Requirement: Write down each entry again, exactly as it reads.
===== Supplied records
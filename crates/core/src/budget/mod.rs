//! Budget import and formula engine.
//!
//! Turns raw spreadsheet rows into typed budget line items:
//! - `layout` maps sheet columns to fields, per layout variant
//! - `numeric` and `cost_code` normalize raw cell values
//! - `mapper` reads one row into a draft
//! - `formula` computes derived fields and keeps actuals consistent
//! - `validation` checks a whole sheet and reports every problem
//! - `service` runs the pipeline and hands items to a `BudgetItemStore`

pub mod cell;
pub mod cost_code;
pub mod error;
pub mod formula;
pub mod layout;
pub mod mapper;
pub mod numeric;
pub mod rollup;
pub mod service;
pub mod store;
pub mod types;
pub mod validation;

#[cfg(test)]
mod props;

pub use cell::{Cell, Row, Sheet};
pub use cost_code::{COST_CODES, is_valid_cost_code, normalize_cost_code};
pub use error::{ImportError, LayoutError, NumberFormatError};
pub use formula::{ActualsEdit, FormulaEngine, FormulaPolicy};
pub use layout::{ColumnLayout, Field, FieldKind, LayoutKind, SheetTemplate, TemplateColumn};
pub use mapper::{BudgetLineDraft, RowMapper};
pub use numeric::{
    NumericPolicy, format_money, normalize, parse_cell, round_money, saturating_sum,
    with_money_scale,
};
pub use rollup::{CostCodeRollup, rollup_by_cost_code};
pub use service::{BudgetImportService, CUSTOM_LAYOUT_NAME, ImportSummary};
pub use store::{BudgetItemStore, InMemoryBudgetItemStore};
pub use types::{BudgetLineItem, ParsedSheet, total_billing, total_budget};
pub use validation::{SheetValidator, ValidationError, ValidationErrorKind, ValidationResult};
==========
Solution for this exercise:
filename crates/core/src/budget/mod.rs
//! Budget import and formula engine.
//!
//! Turns raw spreadsheet rows into typed budget line items:
//! - `layout` maps sheet columns to fields, per layout variant
//! - `numeric` and `cost_code` normalize raw cell values
//! - `mapper` reads one row into a draft
//! - `formula` computes derived fields and keeps actuals consistent
//! - `validation` checks a whole sheet and reports every problem
//! - `service` runs the pipeline and hands items to a `BudgetItemStore`

pub mod cell;
pub mod cost_code;
pub mod error;
pub mod formula;
pub mod layout;
pub mod mapper;
pub mod numeric;
pub mod rollup;
pub mod service;
pub mod store;
pub mod types;
pub mod validation;

#[cfg(test)]
mod props;

pub use cell::{Cell, Row, Sheet};
pub use cost_code::{COST_CODES, is_valid_cost_code, normalize_cost_code};
pub use error::{ImportError, LayoutError, NumberFormatError};
pub use formula::{ActualsEdit, FormulaEngine, FormulaPolicy};
pub use layout::{ColumnLayout, Field, FieldKind, LayoutKind, SheetTemplate, TemplateColumn};
pub use mapper::{BudgetLineDraft, RowMapper};
pub use numeric::{
    NumericPolicy, format_money, normalize, parse_cell, round_money, saturating_sum,
    with_money_scale,
};
pub use rollup::{CostCodeRollup, rollup_by_cost_code};
pub use service::{BudgetImportService, CUSTOM_LAYOUT_NAME, ImportSummary};
pub use store::{BudgetItemStore, InMemoryBudgetItemStore};
pub use types::{BudgetLineItem, ParsedSheet, total_billing, total_budget};
pub use validation::{SheetValidator, ValidationError, ValidationErrorKind, ValidationResult};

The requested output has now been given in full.